Re: Concurrent non-error response disallowed. ("clarification of 7.2.2. Monitoring Connections for Error Status Messages")

fre 2010-05-14 klockan 15:16 -0700 skrev Wenbo Zhu:

> Then the question remains: 1) the behavior is disallowed by the spec
> as it's not reliable - due to proxies (if not ideologically); or 2)
> the behavior is supported, with all the implementation caveats and
> related best-effort/fall-back concerns.

Imho 2.

It is certainly the case that servers are allowed to respond early
before they have received the whole request. The only caveat there is
that the server must not block on writing if the client doesn't read the
response yet and need to continue reading the request while it's sending
the response.

It is also the case that the spec do not require clients to abort the
request if seeing an early non-error response.

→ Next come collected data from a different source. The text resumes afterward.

// Core structs: Observation, PriceResult, TrackResult and the error types
use chrono::{DateTime, Utc};
use serde::Serialize;
use thiserror::Error;

use crate::analyzer::{ChartSeries, PriceStats};

/// One recorded price for one address at one moment.
#[derive(Debug, Clone, PartialEq, Serialize)]
pub struct Observation {
    pub timestamp: DateTime<Utc>,
    pub url: String,
    pub price: f64,
}

impl Observation {
    pub fn new(url: impl Into<String>, price: f64) -> Self {
        Self {
            timestamp: Utc::now(),
            url: url.into(),
            price,
        }
    }
}

#[derive(Debug, Clone, Copy, PartialEq, Eq, Serialize)]
#[serde(rename_all = "lowercase")]
pub enum Strategy {
    Static,
    Rendered,
}

#[derive(Debug, Clone, PartialEq, Eq)]
pub struct PriceMatch {
    pub text: String,
    pub selector: String,
    pub strategy: Strategy,
}

#[derive(Debug, Clone, PartialEq, Eq)]
pub enum PriceResult {
    Found(PriceMatch),
    NotFound,
}

/// Everything the front end needs to render a tracking result.
#[derive(Debug, Clone, Serialize)]
pub struct TrackResult {
    pub url: String,
    pub price: f64,
    pub price_text: String,
    pub advice: String,
    pub predicted: Option<f64>,
    pub stats: Option<PriceStats>,
    pub chart: ChartSeries,
}

#[derive(Debug, Error)]
pub enum ScraperError {
    #[error("http error: {0}")]
    HttpError(String),
    #[error("request timed out")]
    Timeout,
    #[error("unexpected status {0}")]
    InvalidResponse(u16),
}

impl From<reqwest::Error> for ScraperError {
    fn from(e: reqwest::Error) -> Self {
        if e.is_timeout() {
            ScraperError::Timeout
        } else {
            ScraperError::HttpError(e.to_string())
        }
    }
}

#[derive(Debug, Error)]
pub enum RenderError {
    #[error("failed to launch browser: {0}")]
    Launch(#[from] std::io::Error),
    #[error("render timed out after {0}s")]
    Timeout(u64),
    #[error("browser exited with {0}")]
    Failed(String),
}

#[derive(Debug, Error, PartialEq)]
pub enum ParseError {
    #[error("price text {0:?} is not numeric")]
    NotNumeric(String),
    #[error("price {0} is negative")]
    Negative(f64),
}

#[derive(Debug, Error)]
pub enum StorageError {
    #[error("database error: {0}")]
    DatabaseError(#[from] rusqlite::Error),
    #[error("io error: {0}")]
    Io(#[from] std::io::Error),
}

#[derive(Debug, Error)]
pub enum TrackError {
    #[error("Price not found. Please check the URL or try again later.")]
    NotFound,
    #[error(transparent)]
    Parse(#[from] ParseError),
    #[error("failed to persist observation: {0}")]
    Persistence(#[from] StorageError),
}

Imho the case of a server that streams the response as the request is
coming in is a perfectly legal application of HTTP. An example of such
service whould be a translation service which translates on the fly
without buffering the whole request.

But it's very unusual behavior to complete the response down to the
final octet and signal end of response and still require the rest of the
request to be sent, and I would advice to stay away from any such
designs. Better make sure that there is some part of the response left
to send after receiving all of the request. Could be as little as the
end chunk when using chunked encoding or connection close if using
neither content-length or chunked. As long as you don't signal
end-of-response until all of the request have been received.